On Sunday I made the statement that any time you become angry you are being judgmental. I owe credit to David Powlison for this insight. The point I was making was that God is the ultimate Judge and that is a good thing. We all want things to be set right and all wrong to be accounted for. Folks will often decry anything they perceive to be judgmental while ignoring that they themselves are judgmental. This is where Powlison’s comments are helpful. He wrote:

At its core anger is very simple. It expresses “I’m against that.” (Good and Angry, pg. 39)

This is exactly what God’s judgment and wrath are…they are the manifestations of Him being “against” sin. The reason it is helpful to understand this is because people often have a hard time understanding (accepting) that God is Judge. Yet, if you can point them to the fact that they are judgmental anytime they get angry and show them they aren’t as free of judgment as they think they are, you can begin to open the door to helping them understand God’s judgment as needed and necessary. Powlison continued:

Human beings come wired with the capacity to react with displeasure toward real wrongs and act forcefully to make wrongs right. In other words, we are moral beings. We are made in the image of God. (pg. 39, emphasis mine)

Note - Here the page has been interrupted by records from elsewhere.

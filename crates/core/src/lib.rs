//! # Axiom Core
//!
//! Core business logic for clinical report generation.
//!
//! This crate contains the request pipeline and nothing else:
//! - context parsing and field normalisation (`context`, `fields`, `request`)
//! - prompt composition from static per-context templates (`prompt`)
//! - model invocation with a single ordered fallback (`generation`)
//! - delimiter-tolerant splitting of the model output (`segment`)
//! - startup configuration (`config`)
//!
//! **No API concerns**: HTTP routing, status codes and response bodies belong in `api-rest`
//! and `api-shared`.

pub mod config;
pub mod constants;
pub mod context;
pub mod error;
pub mod fields;
pub mod generation;
pub mod prompt;
pub mod request;
pub mod segment;

use std::sync::Arc;

use tracing::Instrument;

pub use config::{CoreConfig, StartupConfig, UpstreamConfig};
pub use context::{PlaceholderLanguage, Placeholders, ReportContext};
pub use error::{ReportError, ReportResult};
pub use fields::{Field, FieldAliases, PatientFields};
pub use generation::{
    AttemptFailure, AttemptOutcome, Generation, GenerationAttempt, GenerationConfig,
    ModelBackend, ModelChain,
};
pub use prompt::{PromptComposer, PromptText};
pub use request::ReportRequest;
pub use segment::ParsedResult;

/// Report generation service.
///
/// Holds only immutable shared state, so clones are cheap and requests never contend.
#[derive(Clone)]
pub struct ReportService {
    config: Arc<CoreConfig>,
    backend: Arc<dyn ModelBackend>,
    composer: PromptComposer,
    placeholder_language: PlaceholderLanguage,
}

impl ReportService {
    /// Creates a new instance of ReportService.
    ///
    /// # Arguments
    /// * `config` - Startup configuration (models, sampling settings, language, aliases).
    /// * `backend` - Model backend used for every attempt.
    pub fn new(config: Arc<CoreConfig>, backend: Arc<dyn ModelBackend>) -> Self {
        let composer = PromptComposer::new(config.report_language());
        let placeholder_language =
            PlaceholderLanguage::for_report_language(config.report_language());
        Self {
            config,
            backend,
            composer,
            placeholder_language,
        }
    }

    pub fn config(&self) -> &CoreConfig {
        &self.config
    }

    /// Normalise the request fields and compose the prompt. Never touches the network.
    pub fn compose(&self, request: &ReportRequest) -> (PatientFields, PromptText) {
        let fields =
            fields::normalize_fields(request.context, &request.fields, self.config.aliases());
        let prompt = self.composer.compose(request.context, &fields);
        (fields, prompt)
    }

    /// Run the full pipeline for a validated request.
    ///
    /// # Returns
    /// The segmented report. Segmentation itself never fails; every error comes from the
    /// generation step.
    ///
    /// # Errors
    /// Returns `ReportError::UpstreamExhausted`, `ReportError::ContentRefused` or
    /// `ReportError::Configuration` as produced by [`generation::generate_with_fallback`].
    pub async fn generate_report(&self, request: ReportRequest) -> ReportResult<ParsedResult> {
        let span = tracing::info_span!(
            "generate_report",
            request_id = %uuid::Uuid::new_v4(),
            context = %request.context,
        );

        async move {
            let (fields, prompt) = self.compose(&request);
            tracing::debug!(
                fields = fields.len(),
                prompt_chars = prompt.len(),
                "prompt composed"
            );

            let generation = generation::generate_with_fallback(
                self.backend.as_ref(),
                self.config.models(),
                &prompt,
                self.config.generation(),
            )
            .await?;

            let plan = fields.get(Field::Plan).map(|p| p.as_str());
            let placeholders = request.context.placeholders_in(self.placeholder_language);
            let parsed = segment::segment(&generation.text, placeholders, plan);
            tracing::info!(
                model = %generation.model,
                attempts = generation.attempts.len(),
                "report generated"
            );
            Ok(parsed)
        }
        .instrument(span)
        .await
    }

    /// Validate a raw JSON body and run the pipeline.
    ///
    /// An invalid body is rejected before any model is called.
    pub async fn generate_from_json(&self, body: serde_json::Value) -> ReportResult<ParsedResult> {
        let request = ReportRequest::from_json(body).inspect_err(|err| match err {
            ReportError::UnknownContext(context) => {
                tracing::warn!(context = %context, "request rejected: unknown context")
            }
            other => tracing::warn!("request rejected: {}", other),
        })?;
        self.generate_report(request).await
    }
}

Now, I’m not saying that all of our anger is righteous anger. Due to sin, it certainly is not. Our anger is often out of proportion, capricious, self-righteous, directed toward the wrong things, and that’s only the beginning of how our anger goes wrong. (If you want to think more about how our anger can go right, then read Powlison’s book.) Yet, God’s anger is none of these things. His anger is always righteous, setting right the wrongs and bringing restoration through redemption. Therefore, God’s judgment is a good thing because it speaks to every human’s longing for justice. However, it can only be a good thing if they stand before God’s judgment in Christ.

I would encourage you to use this longing for justice, which is displayed in every person’s anger, to point them toward the ultimate Judge. Then tell them about the one who satisfied God’s judgment on their behalf through the cross and resurrection. Point them to Jesus, the Rock of Ages that has been cleft for them.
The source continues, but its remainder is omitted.